At our Sportsman's Banquet last night the speaker talked of the quiet of the woods when you are up early and out by yourself sitting in a tree, watching the creation of the Lord come to life in the forest.  That is the kind of time that you can listen to the Lord and try to hear what it is He is trying to tell you.  
Sometimes...no matter how quiet I get...no matter how much I get in the Word...no matter how prayerful I am...I hear nothing.  But that does not make me doubt that the Lord is there.  When I hear nothing, I really, really wish I would be hearing something...but I don't doubt that He is with me.  He walks with me through everything...sometimes He speaks to me and sometimes He doesn't. 
When I think of the best earthly relationship I have, and I think about how that relationship works...sometimes we talk, sometimes we are just in the same room.  Sometimes we discuss things, sometimes we just get information from each other and move quickly about life.  But I always know that this friend has my back.  This friend is on my side and will be honest with me, will tell me if I need to look again at my own behavior or if I am justified in feeling the way I do.  This friend will also always point me to the Lord and what is His will to do in situations.  I appreciate this friend sooooooo much!  
So I think of my relationship to Jesus...sometimes the quiet is okay.  Sometimes the things I am going through are so hard that my earthly friend just doesn't know what to say and that is okay.  My friends just sits there with me.  
This earth and its scenarios are not the grand finale.  It is the training ground.  It is the battleground.  It is the temporary housing.  What I go through here is meant not to harm me, but for my good...because God is on my side.  He wants my good.  Now how I see my good and how He sees my good may be different.  But I fully trust Him.  Sometimes I want to hear His voice, and He is quiet.  Other times I want to hear His voice and I hear Him speak...and I don't like what I hear...so I think , maybe that wasn't Him.  Still other times I hear Him speak and I know it was Him and even if He says something that I wish He hadn't about something I am going through, I know I can always trust Him.  
A dear friend of mine, Gina, shared with me a time when she was going through a difficult time and the Lord spoke some firm words to her.  I will not write all that she shared with me, but part of it stuck with me and I know it will continue to help me through hard times.  This is that part:  "After all I (Jesus) did for you and you can't go through this with me beside you?"

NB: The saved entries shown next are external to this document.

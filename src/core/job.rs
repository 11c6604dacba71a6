//! Prefetch job: one per timeline, reused across start/stop cycles.
//!
//! **Ownership**:
//! - `JobShared` (Arc): flags, window and suspend gate, seen by both the UI
//!   thread and the worker
//! - `WorkingSnapshot`: moved into the worker for a run, handed back on join
//! - `ThreadSlot`: at most one worker thread at a time
//!
//! **Flags** (all atomics):
//! - `running`: set by `start`, cleared by the worker when its loop ends
//! - `waiting`: raised and cleared by the worker only, around gate parking
//! - `stop_requested`: set by `stop`, cleared by `start`

use log::{debug, error, info};
use std::fmt;
use std::sync::atomic::{AtomicBool, AtomicU64, Ordering};
use std::sync::{Arc, Mutex};

use super::error::PrefetchError;
use super::gate::SuspendGate;
use super::snapshot::WorkingSnapshot;
use super::window::{PrefetchWindow, Rebase, Throttle};
use super::worker;
use super::workers::ThreadSlot;
use crate::entities::{GraphBuilder, PrefetchCache, RenderContext, Renderer, Timeline, UiState};

/// External services a job's worker drives
#[derive(Clone)]
pub struct Collaborators {
    pub graphs: Arc<dyn GraphBuilder>,
    pub renderer: Arc<dyn Renderer>,
    pub cache: Arc<dyn PrefetchCache>,
    pub ui: Arc<dyn UiState>,
}

impl fmt::Debug for Collaborators {
    fn fmt(&self, f: &mut fmt::Formatter<'_>) -> fmt::Result {
        f.debug_struct("Collaborators").finish_non_exhaustive()
    }
}

/// Why a worker left its loop
#[derive(Debug, Clone, Copy, PartialEq, Eq)]
pub enum WorkerExit {
    /// Window reached the timeline end
    ReachedEnd,
    /// Playhead caught up with the produced frames
    Throttled,
    /// Prefetch switched off in the timeline settings
    Disabled,
    /// `stop` was requested
    Stopped,
}

pub(crate) struct JobShared {
    pub(crate) timeline: Arc<dyn Timeline>,
    window: Mutex<PrefetchWindow>,
    pub(crate) running: AtomicBool,
    pub(crate) waiting: AtomicBool,
    pub(crate) stop_requested: AtomicBool,
    pub(crate) gate: SuspendGate,
    last_exit: Mutex<Option<WorkerExit>>,
    frames_rendered: AtomicU64,
}

impl JobShared {
    fn new(timeline: Arc<dyn Timeline>) -> Self {
        Self {
            window: Mutex::new(PrefetchWindow::new(timeline.current_frame())),
            timeline,
            running: AtomicBool::new(false),
            waiting: AtomicBool::new(false),
            stop_requested: AtomicBool::new(false),
            gate: SuspendGate::new(),
            last_exit: Mutex::new(None),
            frames_rendered: AtomicU64::new(0),
        }
    }

    pub(crate) fn window(&self) -> PrefetchWindow {
        *self.window.lock().unwrap_or_else(|e| e.into_inner())
    }

    pub(crate) fn update_window<R>(&self, f: impl FnOnce(&mut PrefetchWindow) -> R) -> R {
        let mut window = self.window.lock().unwrap_or_else(|e| e.into_inner());
        f(&mut window)
    }

    /// Re-sync the window with the live playhead
    pub(crate) fn rebase(&self) -> Rebase {
        let cursor = self.timeline.current_frame();
        self.update_window(|w| w.rebase(cursor))
    }

    pub(crate) fn stop_requested(&self) -> bool {
        self.stop_requested.load(Ordering::SeqCst)
    }

    pub(crate) fn record_exit(&self, exit: WorkerExit) {
        *self.last_exit.lock().unwrap_or_else(|e| e.into_inner()) = Some(exit);
    }

    pub(crate) fn record_frame(&self) {
        self.frames_rendered.fetch_add(1, Ordering::Relaxed);
    }
}

/// Per-timeline prefetch job
pub struct PrefetchJob {
    shared: Arc<JobShared>,
    snapshot: Option<WorkingSnapshot>,
    slot: ThreadSlot<WorkingSnapshot>,
}

impl PrefetchJob {
    pub fn new(timeline: Arc<dyn Timeline>) -> Self {
        let slot = ThreadSlot::new(format!("prefetch-{}", timeline.uuid().simple()));
        info!("PrefetchJob created for timeline {}", timeline.uuid());
        Self {
            shared: Arc::new(JobShared::new(timeline)),
            snapshot: None,
            slot,
        }
    }

    pub fn timeline(&self) -> &Arc<dyn Timeline> {
        &self.shared.timeline
    }

    pub fn is_running(&self) -> bool {
        self.shared.running.load(Ordering::SeqCst)
    }

    pub fn is_waiting(&self) -> bool {
        self.shared.waiting.load(Ordering::SeqCst)
    }

    pub fn is_stop_requested(&self) -> bool {
        self.shared.stop_requested()
    }

    pub fn window(&self) -> PrefetchWindow {
        self.shared.window()
    }

    /// `(start, end)` of the prefetched range
    pub fn time_range(&self) -> (f32, f32) {
        self.shared.window().time_range()
    }

    pub fn last_exit(&self) -> Option<WorkerExit> {
        *self.shared.last_exit.lock().unwrap_or_else(|e| e.into_inner())
    }

    /// Frames rendered over the job's lifetime
    pub fn frames_rendered(&self) -> u64 {
        self.shared.frames_rendered.load(Ordering::Relaxed)
    }

    /// Threads currently parked on the suspend gate
    pub fn parked_workers(&self) -> usize {
        self.shared.gate.parked()
    }

    /// A worker thread handle is held (running or not yet reclaimed)
    pub fn has_worker(&self) -> bool {
        self.slot.is_occupied()
    }

    /// Worker threads spawned over the job's lifetime
    pub fn threads_spawned(&self) -> u64 {
        self.slot.spawned()
    }

    /// Snapshot from the last finished run. None while a worker holds it.
    pub fn working_snapshot(&self) -> Option<&WorkingSnapshot> {
        self.snapshot.as_ref()
    }

    /// Wake a parked worker. Never starts one. Returns whether a wake was sent.
    pub fn resume(&self) -> bool {
        let woke = self.shared.gate.notify_waiting(&self.shared.waiting);
        if woke {
            debug!("Prefetch resumed for {}", self.shared.timeline.uuid());
        }
        woke
    }

    /// Rebuild the working snapshot and spawn a worker at `cursor_frame`.
    ///
    /// The caller guarantees no worker is running.
    pub fn start(
        &mut self,
        context: &RenderContext,
        cursor_frame: f32,
        collaborators: &Collaborators,
        throttle: Throttle,
    ) -> Result<(), PrefetchError> {
        // Reclaim the previous run's thread; its snapshot is rebuilt below
        let _ = self.slot.join();
        self.snapshot = None;

        let window = PrefetchWindow::new(cursor_frame);
        let snapshot = WorkingSnapshot::build(
            collaborators.graphs.as_ref(),
            self.shared.timeline.as_ref(),
            context,
            window.target_frame(),
        );

        self.shared.update_window(|w| *w = window);
        self.shared.waiting.store(false, Ordering::SeqCst);
        self.shared.stop_requested.store(false, Ordering::SeqCst);
        self.shared.running.store(true, Ordering::SeqCst);

        let shared = Arc::clone(&self.shared);
        let collaborators = collaborators.clone();
        match self
            .slot
            .insert(move || worker::run(shared, snapshot, collaborators, throttle))
        {
            Ok(_) => {
                debug!(
                    "Prefetch started for {} at frame {}",
                    self.shared.timeline.uuid(),
                    cursor_frame
                );
                Ok(())
            }
            Err(e) => {
                self.shared.running.store(false, Ordering::SeqCst);
                error!(
                    "Prefetch disabled for {}: {}",
                    self.shared.timeline.uuid(),
                    e
                );
                Err(e.into())
            }
        }
    }

    /// Request stop and block until the worker has left its loop and joined.
    pub fn stop(&mut self) {
        self.shared.stop_requested.store(true, Ordering::SeqCst);
        if !self.slot.is_occupied() {
            return;
        }

        self.shared.gate.notify();
        if let Some(snapshot) = self.slot.join() {
            self.snapshot = Some(snapshot);
        }
        // Also covers a worker that panicked mid-run
        self.shared.running.store(false, Ordering::SeqCst);
        self.shared.waiting.store(false, Ordering::SeqCst);
        debug!("Prefetch stopped for {}", self.shared.timeline.uuid());
    }
}

impl Drop for PrefetchJob {
    fn drop(&mut self) {
        self.stop();
    }
}

impl fmt::Debug for PrefetchJob {
    fn fmt(&self, f: &mut fmt::Formatter<'_>) -> fmt::Result {
        f.debug_struct("PrefetchJob")
            .field("timeline", &self.shared.timeline.uuid())
            .field("window", &self.window())
            .field("running", &self.is_running())
            .field("waiting", &self.is_waiting())
            .field("stop_requested", &self.is_stop_requested())
            .finish()
    }
}
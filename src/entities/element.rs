//! Top-level timeline elements (strips).
//!
//! Identity across the foreground timeline and the worker's private copy is
//! the element `name`: it is stable for the lifetime of the element and unique
//! among a timeline's top-level elements. The uuid is per instance and is NOT
//! preserved when a working copy is built.

use serde::{Deserialize, Serialize};
use uuid::Uuid;

/// Element occupying `[start, end)` on one channel of the timeline
#[derive(Debug, Clone, PartialEq, Serialize, Deserialize)]
pub struct Element {
    pub uuid: Uuid,
    pub name: String,
    pub start: f32,
    pub end: f32,
    pub channel: u32,
}

impl Element {
    pub fn new(name: impl Into<String>, start: f32, end: f32) -> Self {
        Self {
            uuid: Uuid::new_v4(),
            name: name.into(),
            start,
            end: end.max(start),
            channel: 1,
        }
    }

    /// Place element on a specific channel
    pub fn on_channel(mut self, channel: u32) -> Self {
        self.channel = channel;
        self
    }

    pub fn duration(&self) -> f32 {
        self.end - self.start
    }

    /// Check if element is visible at frame
    pub fn contains(&self, frame: f32) -> bool {
        frame >= self.start && frame < self.end
    }

    /// Normalized local time at frame (0.0 at start, approaching 1.0 at end)
    pub fn local_time(&self, frame: f32) -> Option<f32> {
        if !self.contains(frame) {
            return None;
        }
        let duration = self.duration();
        if duration <= 0.0 {
            return Some(0.0);
        }
        Some((frame - self.start) / duration)
    }

    /// Copy with a fresh uuid but the same stable name
    pub fn duplicate(&self) -> Self {
        Self {
            uuid: Uuid::new_v4(),
            ..self.clone()
        }
    }
}

#[cfg(test)]
mod tests {
    use super::*;

    #[test]
    fn test_contains_is_half_open() {
        let el = Element::new("bg", 10.0, 20.0);
        assert!(!el.contains(9.5));
        assert!(el.contains(10.0));
        assert!(el.contains(19.9));
        assert!(!el.contains(20.0));
    }

    #[test]
    fn test_local_time() {
        let el = Element::new("bg", 10.0, 20.0);
        assert_eq!(el.local_time(15.0), Some(0.5));
        assert_eq!(el.local_time(25.0), None);
    }

    #[test]
    fn test_duplicate_keeps_name_not_uuid() {
        let el = Element::new("title", 0.0, 5.0).on_channel(3);
        let copy = el.duplicate();
        assert_eq!(copy.name, el.name);
        assert_eq!(copy.channel, 3);
        assert_ne!(copy.uuid, el.uuid);
    }
}
//! Prefetch errors.
//!
//! Prefetching fails soft: render failures, disabled caches or timelines with
//! nothing to render are not errors. The only hard failure is not being able
//! to start the worker thread, which leaves the timeline without prefetching
//! (synchronous rendering only).

use std::io;

#[derive(Debug)]
pub enum PrefetchError {
    /// Worker thread could not be spawned
    Spawn(io::Error),
}

impl std::fmt::Display for PrefetchError {
    fn fmt(&self, f: &mut std::fmt::Formatter<'_>) -> std::fmt::Result {
        match self {
            PrefetchError::Spawn(e) => write!(f, "Failed to spawn prefetch worker: {}", e),
        }
    }
}

impl std::error::Error for PrefetchError {
    fn source(&self) -> Option<&(dyn std::error::Error + 'static)> {
        match self {
            PrefetchError::Spawn(e) => Some(e),
        }
    }
}

impl From<io::Error> for PrefetchError {
    fn from(e: io::Error) -> Self {
        PrefetchError::Spawn(e)
    }
}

I have to keep my focus.  Yes, I get anxious.  Yes, I get scared.  Yes, I get upset.  But when I keep my focus on Jesus, He takes the anxiety and the fear and the anger away, and points me to the fact that I have a task here.  It maybe difficult but it is not anywhere near as difficult as what He faced when He went to the cross for me.  When He died for me. 
So sometimes...like today...I hear God in His silence.